Published: May 5, 2026
Category: International Trade & Economic Diplomacy
The $111.5 Billion Milestone
In a landmark development that underscores the deepening ties between the Middle East and Asia, the UAE and China have signed 24 major agreements to expand trade, investment, and sector collaboration. The deals were announced during the UAE-China Business Promotion Conference in Beijing, led by Sheikh Khaled bin Mohamed bin Zayed Al Nahyan, Crown Prince of Abu Dhabi.
The numbers are staggering:
- Non-oil trade reached $111.5 billion in 2025 — a record 24.5% annual growth
- China remains the UAE’s largest trading partner, accounting for ~11% of total non-oil trade
- The UAE is China’s largest trading partner in the Middle East and Africa
- Trade has grown 800-fold since diplomatic relations began in 1984
Dr. Thani bin Ahmed Al Zeyoudi, UAE Minister of Foreign Trade, stated: “The UAE and China share a longstanding economic partnership, built on decades of cooperation and a shared vision for prosperity.”
What’s in the 24 Agreements?

The agreements span multiple strategic sectors:
| Sector | Focus Areas |
|---|---|
| Technology & Innovation | AI, 5G, digital infrastructure |
| Renewable Energy | Solar, wind, green hydrogen projects |
| Infrastructure | Rail, ports, logistics hubs |
| Finance & Investment | Cross-border investment funds |
| Manufacturing | Industrial zones, supply chain integration |
The conference theme — “From Vision to Value” — reflects a deliberate shift from symbolic partnerships to tangible economic outcomes.
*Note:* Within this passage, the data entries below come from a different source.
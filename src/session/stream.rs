//! Stream session: one response from first fragment to closed.

use crate::config::StreamConfig;
use crate::protocol::Fragment;
use crate::reassembly::{Phase, ReassemblyController, Release};
use crate::render::{OutputSink, RenderQueue};

/// Prefix for errors signalled by the sender.
pub const STREAM_ERROR_PREFIX: &str = "Chat error: ";

/// Identifier of a response within a conversation, for logging.
pub type ResponseId = u64;

/// Reassembly and rendering state of a single response.
///
/// The session exclusively owns its fragment store (inside the controller)
/// and its render queue. It is created in [`Phase::Receiving`] and is done
/// once its phase is terminal; the owner then drops it.
///
/// The sink hears about a session only once it renders or closes, so a
/// session queued behind another one stays invisible until its turn.
#[derive(Debug)]
pub struct StreamSession {
    /// Response identifier.
    id: ResponseId,
    /// Release policy and buffered fragments.
    controller: ReassemblyController,
    /// Released text awaiting emission.
    queue: RenderQueue,
    /// Whether `session_started` was sent.
    announced: bool,
}

impl StreamSession {
    /// Open a session, ready to receive fragments.
    pub fn open(id: ResponseId, config: &StreamConfig) -> Self {
        let mut controller = ReassemblyController::new(config.effective_threshold());
        controller.begin();
        tracing::info!(response = id, threshold = config.effective_threshold(), "response opened");
        Self {
            id,
            controller,
            queue: RenderQueue::new(),
            announced: false,
        }
    }

    /// Response identifier.
    pub const fn id(&self) -> ResponseId {
        self.id
    }

    /// Current lifecycle phase.
    pub const fn phase(&self) -> Phase {
        self.controller.phase()
    }

    /// Whether the session reached a terminal phase.
    pub const fn is_finished(&self) -> bool {
        self.controller.phase().is_terminal()
    }

    /// Whether the render loop is active.
    pub const fn is_emitting(&self) -> bool {
        self.queue.is_emitting()
    }

    /// Units waiting in the render backlog.
    pub fn pending_units(&self) -> usize {
        self.queue.pending_units()
    }

    /// Fragments held back by the controller.
    pub fn buffered_fragments(&self) -> usize {
        self.controller.buffered()
    }

    /// Buffer a fragment, releasing text to the render queue if the policy allows.
    pub fn on_fragment(&mut self, fragment: Fragment) {
        if let Some(release) = self.controller.on_fragment(fragment) {
            self.enqueue(&release);
        }
    }

    /// Force out everything buffered and start draining.
    pub fn on_end(&mut self) {
        if let Some(release) = self.controller.on_end() {
            self.enqueue(&release);
        }
        tracing::debug!(response = self.id, pending = self.queue.pending_units(), "end of stream");
    }

    /// Release the contiguous run after the transport went away and start draining.
    pub fn on_disconnect(&mut self) {
        let (release, dropped) = self.controller.on_disconnect();
        if let Some(release) = release {
            self.enqueue(&release);
        }
        if dropped > 0 {
            tracing::warn!(response = self.id, dropped, "dropped fragments stranded by disconnect");
        }
    }

    /// Discard buffered and backlogged text and report the error.
    pub fn on_error<S: OutputSink + ?Sized>(&mut self, message: &str, sink: &mut S) {
        let dropped_fragments = self.controller.on_error();
        let dropped_units = self.queue.cancel();
        tracing::warn!(
            response = self.id,
            dropped_fragments,
            dropped_units,
            %message,
            "response failed"
        );
        sink.report_error(&format!("{STREAM_ERROR_PREFIX}{message}"));
        if self.announced {
            sink.session_closed();
        }
    }

    /// Emit one unit from the render queue.
    ///
    /// Returns `true` if a unit was emitted. The session closes itself on
    /// the last unit of a draining response.
    pub fn step<S: OutputSink + ?Sized>(&mut self, sink: &mut S) -> bool {
        let Some(unit) = self.queue.step() else {
            return false;
        };
        self.announce(sink);
        sink.emit_text(&unit);
        self.close_if_drained(sink);
        true
    }

    /// Abandon the session because a newer response superseded it.
    pub fn supersede<S: OutputSink + ?Sized>(&mut self, sink: &mut S) {
        let dropped_units = self.queue.cancel();
        let dropped_fragments = self.controller.abandon();
        tracing::info!(response = self.id, dropped_units, dropped_fragments, "response superseded");
        if self.announced {
            sink.session_closed();
        }
    }

    /// Close the session if it is draining and nothing is left to render.
    ///
    /// Returns `true` if the session closed.
    pub fn close_if_drained<S: OutputSink + ?Sized>(&mut self, sink: &mut S) -> bool {
        if self.controller.phase() != Phase::Draining || !self.queue.is_idle() {
            return false;
        }
        self.controller.finish();
        self.announce(sink);
        tracing::info!(response = self.id, "response closed");
        sink.session_closed();
        true
    }

    fn announce<S: OutputSink + ?Sized>(&mut self, sink: &mut S) {
        if !self.announced {
            self.announced = true;
            sink.session_started();
        }
    }

    fn enqueue(&mut self, release: &Release) {
        tracing::debug!(
            response = self.id,
            first_index = release.first_index,
            fragments = release.fragments,
            "queued release for rendering"
        );
        self.queue.append(&release.text);
    }
}

#[cfg(test)]
mod tests {
    use super::*;
    use crate::render::Transcript;

    fn open(threshold: usize) -> StreamSession {
        StreamSession::open(1, &StreamConfig::default().with_release_threshold(threshold))
    }

    fn run(session: &mut StreamSession, sink: &mut Transcript) {
        while session.step(sink) {}
    }

    #[test]
    fn test_release_then_render() {
        let mut sink = Transcript::new();
        let mut session = open(2);
        session.on_fragment(Fragment::new(1, "lo"));
        assert!(!session.is_emitting());
        session.on_fragment(Fragment::new(0, "hel"));
        assert!(session.is_emitting());
        assert_eq!(session.pending_units(), 5);

        run(&mut session, &mut sink);
        assert_eq!(sink.rendered(), "hello");
        assert_eq!(session.phase(), Phase::Receiving);
    }

    #[test]
    fn test_end_drains_then_closes() {
        let mut sink = Transcript::new();
        let mut session = open(5);
        session.on_fragment(Fragment::new(0, "ok"));
        session.on_end();
        assert_eq!(session.phase(), Phase::Draining);
        assert!(!session.close_if_drained(&mut sink));
        assert_eq!(sink.closed_count(), 0);

        run(&mut session, &mut sink);
        assert_eq!(session.phase(), Phase::Closed);
        assert_eq!(sink.closed_count(), 1);
        assert_eq!(sink.rendered(), "ok");
    }

    #[test]
    fn test_end_with_nothing_closes_on_request() {
        let mut sink = Transcript::new();
        let mut session = open(5);
        session.on_end();
        assert!(!session.is_finished());
        assert!(session.close_if_drained(&mut sink));
        assert!(session.is_finished());
        assert_eq!(sink.responses(), vec![""]);
        assert_eq!(sink.closed_count(), 1);
    }

    #[test]
    fn test_unannounced_session_is_silent() {
        let mut sink = Transcript::new();
        let mut session = open(5);
        session.on_fragment(Fragment::new(0, "x"));
        session.supersede(&mut sink);
        assert!(sink.entries().is_empty());
        assert_eq!(sink.closed_count(), 0);
    }

    #[test]
    fn test_error_mid_render_stops_output() {
        let mut sink = Transcript::new();
        let mut session = open(1);
        session.on_fragment(Fragment::new(0, "abc"));
        assert!(session.step(&mut sink));
        session.on_error("boom", &mut sink);

        assert!(!session.step(&mut sink));
        assert_eq!(sink.rendered(), "a");
        assert_eq!(sink.errors(), vec!["Chat error: boom"]);
        assert_eq!(sink.closed_count(), 1);
        assert_eq!(session.phase(), Phase::Errored);
    }

    #[test]
    fn test_disconnect_keeps_contiguous_text() {
        let mut sink = Transcript::new();
        let mut session = open(5);
        session.on_fragment(Fragment::new(0, "a"));
        session.on_fragment(Fragment::new(2, "c"));
        session.on_disconnect();
        run(&mut session, &mut sink);
        assert_eq!(sink.rendered(), "a");
        assert!(session.is_finished());
    }

    #[test]
    fn test_supersede_clears_backlog() {
        let mut sink = Transcript::new();
        let mut session = open(1);
        session.on_fragment(Fragment::new(0, "abc"));
        assert!(session.step(&mut sink));
        session.supersede(&mut sink);
        assert!(!session.is_emitting());
        assert!(session.is_finished());
        assert_eq!(sink.closed_count(), 1);
    }
}
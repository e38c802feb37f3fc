//! Reassembly: turning out-of-order fragments back into ordered text.
//!
//! Fragments are numbered by the sender and may arrive in any order, more
//! than once. The [`FragmentStore`] buffers them sparsely; the
//! [`ReassemblyController`] walks the store from the next expected index and
//! decides when a run is long enough to hand to the renderer.
//!
//! ```text
//!   arrivals: 2 0 4 1 3        threshold = 5
//!
//!   store:    [0][1][2][ ][4]  run from 0 = 3   -> hold
//!   store:    [0][1][2][3][4]  run from 0 = 5   -> release "t0t1t2t3t4"
//! ```

mod controller;
mod store;

pub use controller::{Phase, ReassemblyController, Release};
pub use store::FragmentStore;
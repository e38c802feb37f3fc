//! Inbound frame types and their wire decoding.

use crate::error::ProtocolError;
use serde::Deserialize;

/// Wire kind of an indexed text fragment.
pub const KIND_FRAGMENT: &str = "TEXT_CHUNK";
/// Wire kind announcing a new response.
pub const KIND_START: &str = "TEXT_START";
/// Wire kind closing the current response.
pub const KIND_END: &str = "TEXT_END";
/// Wire kind for a sender-side failure.
pub const KIND_ERROR: &str = "ERROR";
/// Wire kind for out-of-band informational text.
pub const KIND_INFO: &str = "SYSTEM_MESSAGE";

/// Message used when an error frame carries no text.
pub const UNKNOWN_ERROR: &str = "Unknown error";

/// One indexed piece of a streamed response.
#[derive(Debug, Clone, PartialEq, Eq)]
pub struct Fragment {
    /// Sender-assigned position, dense from zero within a response.
    pub index: u64,
    /// Text carried by this piece.
    pub text: String,
}

impl Fragment {
    /// Create a fragment.
    pub fn new(index: u64, text: impl Into<String>) -> Self {
        Self {
            index,
            text: text.into(),
        }
    }
}

/// A classified inbound event.
#[derive(Debug, Clone, PartialEq, Eq)]
pub enum InboundEvent {
    /// A fragment of the current response.
    Fragment(Fragment),

    /// Explicit start of a new response.
    Start,

    /// The sender finished the current response.
    End,

    /// The sender flagged the current response as failed.
    Error {
        /// Human-readable reason.
        message: String,
    },

    /// Informational text shown as-is, outside any response.
    Info {
        /// The text to show.
        text: String,
    },
}

impl InboundEvent {
    /// Decode a raw JSON frame.
    pub fn parse(raw: &str) -> Result<Self, ProtocolError> {
        let frame: WireFrame = serde_json::from_str(raw)?;
        frame.classify()
    }

    /// Short name for logging.
    pub const fn kind(&self) -> &'static str {
        match self {
            Self::Fragment(_) => "fragment",
            Self::Start => "start",
            Self::End => "end",
            Self::Error { .. } => "error",
            Self::Info { .. } => "info",
        }
    }
}

/// Frame as it appears on the wire, before validation.
#[derive(Debug, Deserialize)]
struct WireFrame {
    #[serde(rename = "type")]
    kind: String,
    index: Option<u64>,
    text: Option<String>,
    message: Option<String>,
}

impl WireFrame {
    fn classify(self) -> Result<InboundEvent, ProtocolError> {
        match self.kind.as_str() {
            KIND_FRAGMENT => {
                let index = self.index.ok_or_else(|| self.missing("index"))?;
                let text = match self.text {
                    Some(text) => text,
                    None => return Err(self.missing("text")),
                };
                Ok(InboundEvent::Fragment(Fragment { index, text }))
            }
            KIND_START => Ok(InboundEvent::Start),
            KIND_END => Ok(InboundEvent::End),
            KIND_ERROR => {
                let message = non_empty(self.text)
                    .or_else(|| non_empty(self.message))
                    .unwrap_or_else(|| UNKNOWN_ERROR.to_string());
                Ok(InboundEvent::Error { message })
            }
            KIND_INFO => match self.text.or(self.message) {
                Some(text) => Ok(InboundEvent::Info { text }),
                None => Err(ProtocolError::MissingField {
                    kind: KIND_INFO.to_string(),
                    field: "text",
                }),
            },
            other => Err(ProtocolError::UnknownKind(other.to_string())),
        }
    }

    fn missing(&self, field: &'static str) -> ProtocolError {
        ProtocolError::MissingField {
            kind: self.kind.clone(),
            field,
        }
    }
}

fn non_empty(value: Option<String>) -> Option<String> {
    value.filter(|s| !s.is_empty())
}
Infrastructure: The Etihad Rail Example

One of the most visible symbols of UAE-China cooperation is the Etihad Rail project — a 1,200km high-speed rail network spanning the UAE and linking Saudi Arabia and Oman. The project, which includes Chinese investment and expertise, has transformed travel: the 125km journey from Abu Dhabi to Dubai now takes just 57 minutes in air-conditioned comfort.
This is just one example of how China’s Belt and Road Initiative (BRI) is reshaping Middle Eastern infrastructure. In 2024 alone, the Middle East received $39 billion in BRI investments — a 102% year-on-year surge, with Saudi Arabia drawing nearly $19 billion.
The China-GCC Free Trade Agreement: 2026’s Big Prize
Looking ahead, the most significant development may be the long-awaited China-GCC Free Trade Agreement. After 22 years of negotiations, there is renewed momentum to finalize the deal in 2026, coinciding with:
- The second China-Arab States Summit
- The second China-GCC Summit
Both summits will be hosted by China, and the UAE has voiced strong support for ensuring their success. If finalized, this FTA would create one of the world’s largest free trade zones.
Why This Matters for Global Trade
The UAE-China partnership is more than bilateral — it’s a gateway strategy:
- For China: The UAE serves as a hub for trade flows between Asia, the Middle East, and Africa
- For the UAE: China provides technology, manufacturing expertise, and access to the world’s largest consumer market
- For the Region: Other GCC states are watching closely, with Saudi Arabia, Kuwait, and Oman pursuing similar deepening ties
As Middle Eastern countries pivot eastward and diversify away from Western dependence, the UAE-China model is becoming a template for 21st-century economic diplomacy.
Key Takeaways
- ✅ $111.5B non-oil trade — a new record with 24.5% growth
- ✅ 24 new agreements covering technology, energy, infrastructure, and finance
- ✅ China-GCC FTA potentially finalized in 2026 after 22 years
- ✅ BRI investments in Middle East surged 102% to $39 billion in 2024
- ✅ Strategic shift from oil dependency to diversified knowledge economies
This article was compiled from publicly available sources as of May 2026.